→ **Assignment**: Within the listing below, please show every line carrying the string "Whether".

--- Working data Enclosed Below ---

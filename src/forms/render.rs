//! Field renderer
//!
//! Maps one [`FieldDescriptor`] plus live form state to a renderable
//! control, resolving dynamic option lists and conditional suppression.
//! Each descriptor is evaluated independently, in registry order.

use super::editor::EditorHandle;
use super::field::{FieldDescriptor, FieldType, OptionSource};
use super::registry::FormRegistry;
use super::state::FormState;

/// Placeholder entry shown when a select has no default value
pub const SELECT_PLACEHOLDER: &str = "Select an option";

/// The form key the rich-text editor binds to
pub const EDITOR_FIELD: &str = "description";

/// One externally supplied select option (id + display name)
#[derive(Debug, Clone, PartialEq, Eq)]
pub struct DynamicOption {
    /// Stringified id, used as the option value
    pub id: String,
    /// Display name
    pub name: String,
}

impl DynamicOption {
    /// Create an option; numeric ids are stringified here
    #[must_use]
    pub fn new(id: impl ToString, name: impl Into<String>) -> Self {
        Self {
            id: id.to_string(),
            name: name.into(),
        }
    }
}

/// Per-render inputs that are not part of the descriptor
///
/// A select marked dynamic renders an empty option list when no source is
/// supplied; that is a caller bug, not a runtime error.
#[derive(Debug, Clone, Copy, Default)]
pub struct RenderContext<'a> {
    /// Option source for dynamic selects
    pub dynamic_options: &'a [DynamicOption],
    /// Side channel to the rich-text widget, if the page mounts one
    pub editor: Option<&'a EditorHandle>,
}

impl<'a> RenderContext<'a> {
    /// Context with no dynamic options and no editor
    #[must_use]
    pub fn empty() -> Self {
        Self::default()
    }

    /// Context carrying a dynamic option source
    #[must_use]
    pub fn with_options(options: &'a [DynamicOption]) -> Self {
        Self {
            dynamic_options: options,
            editor: None,
        }
    }

    /// Attach an editor handle
    #[must_use]
    pub fn editor(mut self, handle: &'a EditorHandle) -> Self {
        self.editor = Some(handle);
        self
    }
}

/// Validation attributes carried onto the rendered control
#[derive(Debug, Clone, Default, PartialEq, Eq)]
pub struct ControlRules {
    /// Whether the control carries `required`
    pub required: bool,
    /// `minlength` attribute
    pub min_length: Option<usize>,
    /// `maxlength` attribute
    pub max_length: Option<usize>,
    /// `pattern` attribute source
    pub pattern: Option<String>,
}

impl ControlRules {
    fn from_field(field: &FieldDescriptor) -> Self {
        Self {
            required: field.validation.required.is_some(),
            min_length: field.validation.min_length,
            max_length: field.validation.max_length,
            pattern: field
                .validation
                .pattern
                .as_ref()
                .map(|p| p.regex.as_str().to_string()),
        }
    }
}

/// One option of a rendered select
#[derive(Debug, Clone, PartialEq, Eq)]
pub struct RenderedOption {
    /// Option value attribute
    pub value: String,
    /// Display text
    pub label: String,
    /// Whether this option is currently selected
    pub selected: bool,
    /// Disabled placeholder entry
    pub disabled: bool,
}

/// A renderable form control produced for one descriptor
#[derive(Debug, Clone)]
pub enum RenderedControl {
    /// Plain bound input (text/email/tel/number/password)
    Input {
        /// Field name
        name: String,
        /// HTML type attribute
        input_type: &'static str,
        /// Label text
        label: String,
        /// Placeholder text
        placeholder: String,
        /// Current bound value
        value: String,
        /// Validation attributes
        rules: ControlRules,
        /// Current validation error, if any
        error: Option<String>,
    },
    /// Multi-line text area
    Textarea {
        /// Field name
        name: String,
        /// Label text
        label: String,
        /// Placeholder text
        placeholder: String,
        /// Current bound value
        value: String,
        /// Validation attributes
        rules: ControlRules,
        /// Current validation error, if any
        error: Option<String>,
    },
    /// Select dropdown with resolved options
    Select {
        /// Field name
        name: String,
        /// Label text
        label: String,
        /// Resolved options in source order (placeholder first when present)
        options: Vec<RenderedOption>,
        /// Validation attributes
        rules: ControlRules,
        /// Current validation error, if any
        error: Option<String>,
    },
    /// Rich-text editor mount point
    Editor {
        /// Bound form key (always the description field)
        name: String,
        /// Label text
        label: String,
        /// Current content passed through to the widget
        content: String,
        /// Side channel for host-page access to the widget
        handle: EditorHandle,
        /// Current validation error, if any
        error: Option<String>,
    },
    /// File input with preview data
    File {
        /// Field name
        name: String,
        /// Label text
        label: String,
        /// First previously chosen file, for preview
        selected_filename: Option<String>,
        /// Existing remote image URL, for preview when editing
        preview_url: Option<String>,
        /// Validation attributes
        rules: ControlRules,
        /// Current validation error, if any
        error: Option<String>,
    },
}

/// Whether a descriptor is suppressed by its dependency under `state`
#[must_use]
pub fn is_suppressed(field: &FieldDescriptor, state: &FormState) -> bool {
    field
        .dependency
        .as_ref()
        .is_some_and(|dep| state.text_of(&dep.controlling_field) != dep.required_value)
}

/// Render one descriptor against the current form state
///
/// Returns `None` when the descriptor is suppressed by its dependency.
#[must_use]
pub fn render_field(
    field: &FieldDescriptor,
    state: &FormState,
    ctx: &RenderContext<'_>,
) -> Option<RenderedControl> {
    if is_suppressed(field, state) {
        return None;
    }

    let control = match field.field_type {
        FieldType::Select => render_select(field, state, ctx),
        FieldType::Editor => render_editor(field, state, ctx),
        FieldType::File => render_file(field, state),
        FieldType::Textarea => render_textarea(field, state),
        FieldType::Text | FieldType::Email | FieldType::Phone | FieldType::Number
        | FieldType::Password => render_input(field, state),
    };
    Some(control)
}

/// Render a whole registry in order, skipping suppressed fields
#[must_use]
pub fn render_form(
    registry: &FormRegistry,
    state: &FormState,
    ctx: &RenderContext<'_>,
) -> Vec<RenderedControl> {
    registry
        .iter()
        .filter_map(|field| render_field(field, state, ctx))
        .collect()
}

fn render_select(
    field: &FieldDescriptor,
    state: &FormState,
    ctx: &RenderContext<'_>,
) -> RenderedControl {
    let current = state.text_of(field.name);
    let mut options = Vec::new();

    if field.default_value.is_none() {
        options.push(RenderedOption {
            value: String::new(),
            label: SELECT_PLACEHOLDER.to_string(),
            selected: current.is_empty(),
            disabled: true,
        });
    }

    match field.options.as_ref() {
        Some(OptionSource::Dynamic) | None => {
            // Missing source with a dynamic select yields an empty list
            options.extend(ctx.dynamic_options.iter().map(|opt| RenderedOption {
                value: opt.id.clone(),
                label: opt.name.clone(),
                selected: opt.id == current,
                disabled: false,
            }));
        }
        Some(OptionSource::Static(declared)) => {
            options.extend(declared.iter().map(|opt| RenderedOption {
                value: (*opt).to_string(),
                label: (*opt).to_string(),
                selected: *opt == current,
                disabled: false,
            }));
        }
    }

    RenderedControl::Select {
        name: field.name.to_string(),
        label: field.display_label().to_string(),
        options,
        rules: ControlRules::from_field(field),
        error: state.error_of(field.name).map(ToString::to_string),
    }
}

fn render_editor(
    field: &FieldDescriptor,
    state: &FormState,
    ctx: &RenderContext<'_>,
) -> RenderedControl {
    // The editor always binds the description key, regardless of name
    let content = state.text_of(EDITOR_FIELD).to_string();
    let handle = ctx.editor.cloned().unwrap_or_default();
    handle.set_content(content.clone());

    RenderedControl::Editor {
        name: EDITOR_FIELD.to_string(),
        label: field.display_label().to_string(),
        content,
        handle,
        error: state.error_of(EDITOR_FIELD).map(ToString::to_string),
    }
}

fn render_file(field: &FieldDescriptor, state: &FormState) -> RenderedControl {
    RenderedControl::File {
        name: field.name.to_string(),
        label: field.display_label().to_string(),
        selected_filename: state.first_file(field.name).map(|f| f.filename.clone()),
        preview_url: state.image_url().map(ToString::to_string),
        rules: ControlRules::from_field(field),
        error: state.error_of(field.name).map(ToString::to_string),
    }
}

fn render_textarea(field: &FieldDescriptor, state: &FormState) -> RenderedControl {
    RenderedControl::Textarea {
        name: field.name.to_string(),
        label: field.display_label().to_string(),
        placeholder: field.placeholder.to_string(),
        value: state.text_of(field.name).to_string(),
        rules: ControlRules::from_field(field),
        error: state.error_of(field.name).map(ToString::to_string),
    }
}

fn render_input(field: &FieldDescriptor, state: &FormState) -> RenderedControl {
    RenderedControl::Input {
        name: field.name.to_string(),
        input_type: field.field_type.as_str(),
        label: field.display_label().to_string(),
        placeholder: field.placeholder.to_string(),
        value: state.text_of(field.name).to_string(),
        rules: ControlRules::from_field(field),
        error: state.error_of(field.name).map(ToString::to_string),
    }
}

// =============================================================================
// HTML emission
// =============================================================================

impl RenderedControl {
    /// Emit the HTML fragment for this control
    #[must_use]
    pub fn to_html(&self) -> String {
        match self {
            Self::Input {
                name,
                input_type,
                label,
                placeholder,
                value,
                rules,
                error,
            } => {
                let mut html = open_group(name, label);
                html.push_str(&format!(
                    r#"<input type="{input_type}" id="{id}" name="{id}" placeholder="{ph}" value="{val}"{attrs}>"#,
                    id = escape(name),
                    ph = escape(placeholder),
                    val = escape(value),
                    attrs = rules_attrs(rules),
                ));
                close_group(html, error)
            }
            Self::Textarea {
                name,
                label,
                placeholder,
                value,
                rules,
                error,
            } => {
                let mut html = open_group(name, label);
                html.push_str(&format!(
                    r#"<textarea id="{id}" name="{id}" placeholder="{ph}"{attrs}>{val}</textarea>"#,
                    id = escape(name),
                    ph = escape(placeholder),
                    val = escape(value),
                    attrs = rules_attrs(rules),
                ));
                close_group(html, error)
            }
            Self::Select {
                name,
                label,
                options,
                rules,
                error,
            } => {
                let mut html = open_group(name, label);
                html.push_str(&format!(
                    r#"<select id="{id}" name="{id}"{attrs}>"#,
                    id = escape(name),
                    attrs = rules_attrs(rules),
                ));
                for opt in options {
                    html.push_str(&format!(
                        r#"<option value="{val}"{sel}{dis}>{lbl}</option>"#,
                        val = escape(&opt.value),
                        sel = if opt.selected { " selected" } else { "" },
                        dis = if opt.disabled { " disabled" } else { "" },
                        lbl = escape(&opt.label),
                    ));
                }
                html.push_str("</select>");
                close_group(html, error)
            }
            Self::Editor {
                name,
                label,
                content,
                error,
                handle: _,
            } => {
                let mut html = open_group(name, label);
                html.push_str(&format!(
                    r#"<div class="rich-text" id="{id}-editor"><textarea id="{id}" name="{id}">{val}</textarea></div>"#,
                    id = escape(name),
                    val = escape(content),
                ));
                close_group(html, error)
            }
            Self::File {
                name,
                label,
                selected_filename,
                preview_url,
                rules,
                error,
            } => {
                let mut html = open_group(name, label);
                if let Some(url) = preview_url {
                    html.push_str(&format!(
                        r#"<img class="preview" src="{}" alt="current image">"#,
                        escape(url)
                    ));
                }
                if let Some(filename) = selected_filename {
                    html.push_str(&format!(
                        r#"<span class="selected-file">{}</span>"#,
                        escape(filename)
                    ));
                }
                html.push_str(&format!(
                    r#"<input type="file" id="{id}" name="{id}" accept="image/*"{attrs}>"#,
                    id = escape(name),
                    attrs = rules_attrs(rules),
                ));
                close_group(html, error)
            }
        }
    }
}

fn open_group(name: &str, label: &str) -> String {
    format!(
        r#"<div class="input-group"><label for="{id}">{lbl}</label>"#,
        id = escape(name),
        lbl = escape(label),
    )
}

fn close_group(mut html: String, error: &Option<String>) -> String {
    if let Some(message) = error {
        html.push_str(&format!(
            r#"<p class="field-error">{}</p>"#,
            escape(message)
        ));
    }
    html.push_str("</div>");
    html
}

fn rules_attrs(rules: &ControlRules) -> String {
    let mut attrs = String::new();
    if rules.required {
        attrs.push_str(" required");
    }
    if let Some(min) = rules.min_length {
        attrs.push_str(&format!(r#" minlength="{min}""#));
    }
    if let Some(max) = rules.max_length {
        attrs.push_str(&format!(r#" maxlength="{max}""#));
    }
    if let Some(pattern) = &rules.pattern {
        attrs.push_str(&format!(r#" pattern="{}""#, escape(pattern)));
    }
    attrs
}

/// Escape a string for interpolation into HTML text or attribute values
#[must_use]
pub fn escape(value: &str) -> String {
    value
        .replace('&', "&amp;")
        .replace('<', "&lt;")
        .replace('>', "&gt;")
        .replace('"', "&quot;")
        .replace('\'', "&#39;")
}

--- End of Enclosed Working data ---

→ **Solution to the exercise**:
    /// Whether the control carries `required`
    /// Whether this option is currently selected
/// Whether a descriptor is suppressed by its dependency under `state`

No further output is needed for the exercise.